Das schmeckt bitter, da bleibt ein komisches Gefühl. Und recht so, es muss ein schlechtes Gewissen bleiben, denn in der Firmenphilosophie steht doch drin, dass ihr ein Team seid und dazu gehört auch:  „Unterstütze deine Kollegen, wo und wann du kannst“ Also wäre es an euch gewesen, dem Anforderungsanalysten die Fragen zu stellen.

SOLL (bzw. Ideal)

Licht am Ende des Tunnels

Wenn ich oben vernünftig geschrieben habe, dann sollte nun erkennbar sein, was ich jetzt als SOLL-Zustand beschreiben möchte.

Da der Kunde in den meisten Fällen gar nichts von der Komplexität von Software weiß, sind wir dazu verpflichtet, ihm dieses bildlich zu machen, indem wir nachfragen, wie er sich seinen Wunsch genau vorstellt. Je mehr wir mit ihm darüber reden, desto mehr Wunschtransformation findet statt. Und was ein richtig guter Nebeneffekt ist, er nimmt Abstand von Killerfeatures, die den Koplexitätsgrad ins unermessliche steigen lassen. Wirklich, das ist so. Und wenn er sich von diesen Features nicht verabschiedet, dann kennt er zumindest die Problemzonen des Systems und ist sich bewusst darüber, dass die Lösung nicht mal eben schnell erstellt ist.

Also ist in einer idealen Welt die Situation so, dass der Kunde seinen Wunsch äußert und das Team, das die Lösung umsetzen soll, ganz eng mit dem Kunden zusammen die Anforderungen hinterfragt und klärt.

Klar, verstanden, los gehts…

Aber nicht doch, das ist zu einfach, denn ich habe noch Hausaufgaben auf. Ich behaupte nämlich, dass es noch etwas gibt, das in dieses ideale Bild eingebaut werden muss.

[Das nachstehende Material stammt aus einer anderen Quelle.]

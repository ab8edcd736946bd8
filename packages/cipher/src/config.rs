//! Serde-driven cipher configuration
//!
//! ```json
//! { "algorithm": "vigenere", "key": "LEMON" }
//! { "algorithm": "scytale", "rows": 4 }
//! ```

use crate::cipher::{Caesar, CipherAlgorithm, ClassicCipher, KeyCursor, Scytale, Vigenere};
use crate::{CipherError, Result};
use serde::{Deserialize, Serialize};

/// Declarative description of a cipher and its parameters
#[derive(Clone, Debug, PartialEq, Eq, Serialize, Deserialize)]
#[serde(deny_unknown_fields)]
pub struct CipherSpec {
    /// Which cipher to build
    pub algorithm: CipherAlgorithm,
    /// Caesar shift
    #[serde(default, skip_serializing_if = "Option::is_none")]
    pub shift: Option<i64>,
    /// Vigenère key
    #[serde(default, skip_serializing_if = "Option::is_none")]
    pub key: Option<String>,
    /// Vigenère cursor rule
    #[serde(default)]
    pub cursor: KeyCursor,
    /// Scytale row count
    #[serde(default, skip_serializing_if = "Option::is_none")]
    pub rows: Option<usize>,
}

impl CipherSpec {
    /// Spec for a Caesar cipher
    #[must_use]
    pub fn caesar(shift: i64) -> Self {
        Self {
            shift: Some(shift),
            ..Self::empty(CipherAlgorithm::Caesar)
        }
    }

    /// Spec for a Vigenère cipher
    #[must_use]
    pub fn vigenere<K: Into<String>>(key: K) -> Self {
        Self {
            key: Some(key.into()),
            ..Self::empty(CipherAlgorithm::Vigenere)
        }
    }

    /// Spec for a Scytale cipher
    #[must_use]
    pub fn scytale(rows: usize) -> Self {
        Self {
            rows: Some(rows),
            ..Self::empty(CipherAlgorithm::Scytale)
        }
    }

    fn empty(algorithm: CipherAlgorithm) -> Self {
        Self {
            algorithm,
            shift: None,
            key: None,
            cursor: KeyCursor::default(),
            rows: None,
        }
    }

    /// Parse a spec from JSON
    ///
    /// # Errors
    ///
    /// Returns [`CipherError::Config`] for malformed JSON, unknown fields or
    /// an unknown algorithm name.
    pub fn from_json(json: &str) -> Result<Self> {
        Ok(serde_json::from_str(json)?)
    }

    /// Serialize the spec to JSON
    ///
    /// # Errors
    ///
    /// Returns [`CipherError::Config`] if serialization fails.
    pub fn to_json(&self) -> Result<String> {
        Ok(serde_json::to_string(self)?)
    }

    fn missing(&self, parameter: &'static str) -> CipherError {
        CipherError::MissingParameter {
            algorithm: self.algorithm.to_string(),
            parameter,
        }
    }

    /// Build the described cipher
    ///
    /// # Errors
    ///
    /// Returns [`CipherError::MissingParameter`] when the algorithm's parameter
    /// is absent, or the cipher's own validation error.
    pub fn build(&self) -> Result<Box<dyn ClassicCipher>> {
        let cipher: Box<dyn ClassicCipher> = match self.algorithm {
            CipherAlgorithm::Caesar => {
                Box::new(Caesar::new(self.shift.ok_or_else(|| self.missing("shift"))?))
            }
            CipherAlgorithm::Vigenere => {
                let key = self.key.as_deref().ok_or_else(|| self.missing("key"))?;
                Box::new(Vigenere::new(key)?.with_cursor(self.cursor))
            }
            CipherAlgorithm::Scytale => {
                Box::new(Scytale::new(self.rows.ok_or_else(|| self.missing("rows"))?)?)
            }
        };
        Ok(cipher)
    }
}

Bisher habe ich nur die Grundierung beschrieben, es fehlen noch Motiv, Bildkomposition, Material und die Farben.

Die nun noch fehlenden Punkte möchte ich in weiteren Posts ausfüllen, doch zunächst soll hierüber diskutiert werden. Unter Umständen habe ich ja eine völlig falsche Sicht auf die aktuelle Projektlage.